Crates.io Version Crates.io Downloads (recent) Crates.io Total Downloads docs.rs codecov

pg-walstream

A high-performance Rust library for PostgreSQL logical and physical replication protocol parsing and streaming. Provides a robust, type-safe interface for consuming PostgreSQL Write-Ahead Log (WAL) streams.

Features

  • Full Logical Replication Support: Implements PostgreSQL logical replication protocol versions 1-4
  • Physical Replication Support: Stream raw WAL data for standby servers and PITR
  • Base Backup Support: Full BASE_BACKUP command with progress, compression, and manifest options
  • Pure-Rust Backend: Optional rustls-tls feature eliminates all C dependencies (no libpq, no libclang), using aws-lc-rs for hardware-accelerated TLS (AES-NI, AVX2, SHA-NI)
  • TLS/SSL Support: All PostgreSQL SSL modes (disable, allow, prefer, require, verify-ca, verify-full)
  • Authentication: Cleartext, MD5, and SCRAM-SHA-256 authentication methods
  • Streaming Transactions: Support for streaming large transactions (protocol v2+)
  • Two-Phase Commit: Prepared transaction support (protocol v3+)
  • Parallel Streaming: Multi-stream parallel replication (protocol v4+)
  • Zero-Copy Operations: Efficient buffer management using the bytes crate with drain-loop batch queue optimization
  • Thread-Safe LSN Tracking: Atomic LSN feedback for producer-consumer patterns
  • Connection Management: Built-in connection handling with exponential backoff retry logic
  • Type-Safe API: Strongly typed message parsing with comprehensive error handling
  • Replication Slot Management: Create, alter, read, and drop slots with full option support
  • Hot Standby Feedback: Send hot standby feedback messages for physical replication
  • Send-Safe Streams: LogicalReplicationStream is Send, compatible with tokio::spawn

Installation

Add this to your Cargo.toml:

[dependencies]
pg_walstream = "0.6.0"

By default, this uses the libpq backend (C FFI).

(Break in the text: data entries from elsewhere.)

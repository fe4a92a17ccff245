//! SQLite storage implementation

use std::path::Path;
use rusqlite::{Connection, params, OptionalExtension};
use crate::{Result, Error};
use crate::corpus::{QaCorpus, QaEntry};
use super::schema;

/// SQLite-backed storage for the Q/A corpus and its vectors
pub struct CorpusStore {
    conn: Connection,
}

/// Summary of what a corpus database holds
#[derive(Debug, Clone, PartialEq, Eq, serde::Serialize)]
pub struct CorpusStats {
    pub entries: usize,
    pub embeddings: usize,
    pub dimension: Option<usize>,
}

impl std::fmt::Display for CorpusStats {
    fn fmt(&self, f: &mut std::fmt::Formatter<'_>) -> std::fmt::Result {
        writeln!(f, "Q/A entries: {}", self.entries)?;
        writeln!(f, "Embeddings:  {}", self.embeddings)?;
        match self.dimension {
            Some(dim) => write!(f, "Dimension:   {}", dim),
            None => write!(f, "Dimension:   -"),
        }
    }
}

impl CorpusStore {
    /// Open a corpus database file
    pub fn open(path: &Path) -> Result<Self> {
        if !path.exists() {
            return Err(Error::Corpus(format!("corpus database not found: {}", path.display())));
        }
        let conn = Connection::open(path)?;
        let store = Self { conn };
        store.initialize_schema()?;
        Ok(store)
    }

    /// Open an in-memory database (for testing)
    pub fn open_in_memory() -> Result<Self> {
        let conn = Connection::open_in_memory()?;
        let store = Self { conn };
        store.initialize_schema()?;
        Ok(store)
    }

    fn initialize_schema(&self) -> Result<()> {
        for stmt in schema::corpus_schema_statements() {
            self.conn.execute(stmt, [])?;
        }
        Ok(())
    }

    // ========== Entry Operations ==========

    /// Insert or replace the entry at corpus position `id`
    pub fn insert_entry(&self, id: usize, entry: &QaEntry) -> Result<()> {
        self.conn.execute(
            "INSERT OR REPLACE INTO qa_entries (id, question, answer) VALUES (?1, ?2, ?3)",
            params![id as i64, entry.question, entry.answer],
        )?;
        Ok(())
    }

    /// Load the whole corpus in id order
    ///
    /// Fails unless ids are exactly `0..n`.
    pub fn load_corpus(&self) -> Result<QaCorpus> {
        let mut stmt = self.conn.prepare(
            "SELECT id, question, answer FROM qa_entries ORDER BY id"
        )?;

        let rows = stmt.query_map([], |row| {
            Ok((row.get::<_, i64>(0)?, QaEntry {
                question: row.get(1)?,
                answer: row.get(2)?,
            }))
        })?;

        let mut entries = Vec::new();
        for row in rows {
            let (id, entry) = row?;
            if id != entries.len() as i64 {
                return Err(Error::Corpus(format!(
                    "qa_entries ids must be contiguous from 0, found {} at position {}",
                    id,
                    entries.len()
                )));
            }
            entries.push(entry);
        }

        Ok(QaCorpus::new(entries))
    }

    pub fn count_entries(&self) -> Result<usize> {
        let count: i64 = self.conn.query_row("SELECT COUNT(*) FROM qa_entries", [], |row| row.get(0))?;
        Ok(count as usize)
    }

    // ========== Embedding Operations ==========

    /// Insert or replace the vector for corpus position `id`
    pub fn insert_embedding(&self, id: usize, vector: &[f32]) -> Result<()> {
        let blob: Vec<u8> = vector.iter().flat_map(|f| f.to_le_bytes()).collect();

        self.conn.execute(
            "INSERT OR REPLACE INTO embeddings (id, vector) VALUES (?1, ?2)",
            params![id as i64, blob],
        )?;
        Ok(())
    }

    /// Load every vector in id order
    ///
    /// Fails unless ids are exactly `0..n`.
    pub fn load_embeddings(&self) -> Result<Vec<Vec<f32>>> {
        let mut stmt = self.conn.prepare("SELECT id, vector FROM embeddings ORDER BY id")?;

        let rows = stmt.query_map([], |row| {
            let id: i64 = row.get(0)?;
            let blob: Vec<u8> = row.get(1)?;
            Ok((id, blob))
        })?;

        let mut vectors = Vec::new();
        for row in rows {
            let (id, blob) = row?;
            if id != vectors.len() as i64 {
                return Err(Error::Corpus(format!(
                    "embedding ids must be contiguous from 0, found {} at position {}",
                    id,
                    vectors.len()
                )));
            }
            if blob.len() % 4 != 0 {
                return Err(Error::Corpus(format!("embedding {} is not a whole number of f32 values", id)));
            }
            vectors.push(decode_vector(&blob));
        }

        Ok(vectors)
    }

    pub fn count_embeddings(&self) -> Result<usize> {
        let count: i64 = self.conn.query_row("SELECT COUNT(*) FROM embeddings", [], |row| row.get(0))?;
        Ok(count as usize)
    }

    /// Get database statistics
    pub fn stats(&self) -> Result<CorpusStats> {
        let dimension: Option<i64> = self.conn
            .query_row(
                "SELECT length(vector) / 4 FROM embeddings ORDER BY id LIMIT 1",
                [],
                |row| row.get(0),
            )
            .optional()?;

        Ok(CorpusStats {
            entries: self.count_entries()?,
            embeddings: self.count_embeddings()?,
            dimension: dimension.map(|d| d as usize),
        })
    }
}

fn decode_vector(blob: &[u8]) -> Vec<f32> {
    blob.chunks(4)
        .map(|chunk| f32::from_le_bytes([chunk[0], chunk[1], chunk[2], chunk[3]]))
        .collect()
}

For a pure-Rust build with no system dependencies:

[dependencies]
pg_walstream = { version = "0.6.0", default-features = false, features = ["rustls-tls"] }

Feature Flags

pg-walstream provides two mutually exclusive connection backends, selected at compile time:

Feature Default C Dependencies Description
libpq Yes libpq-dev, libclang-dev Uses PostgreSQL's C client library via FFI. Battle-tested, supports all auth methods natively.
rustls-tls No cmake, gcc (build-time only) Pure-Rust implementation using rustls with aws-lc-rs crypto backend for hardware-accelerated TLS. No runtime C dependencies.

Note: Enabling both features simultaneously will cause a compile error.

System Dependencies

System dependencies are only required when using the default libpq feature. The rustls-tls feature requires only cmake and a C compiler at build time (for the aws-lc-rs crypto library), with no runtime dependencies.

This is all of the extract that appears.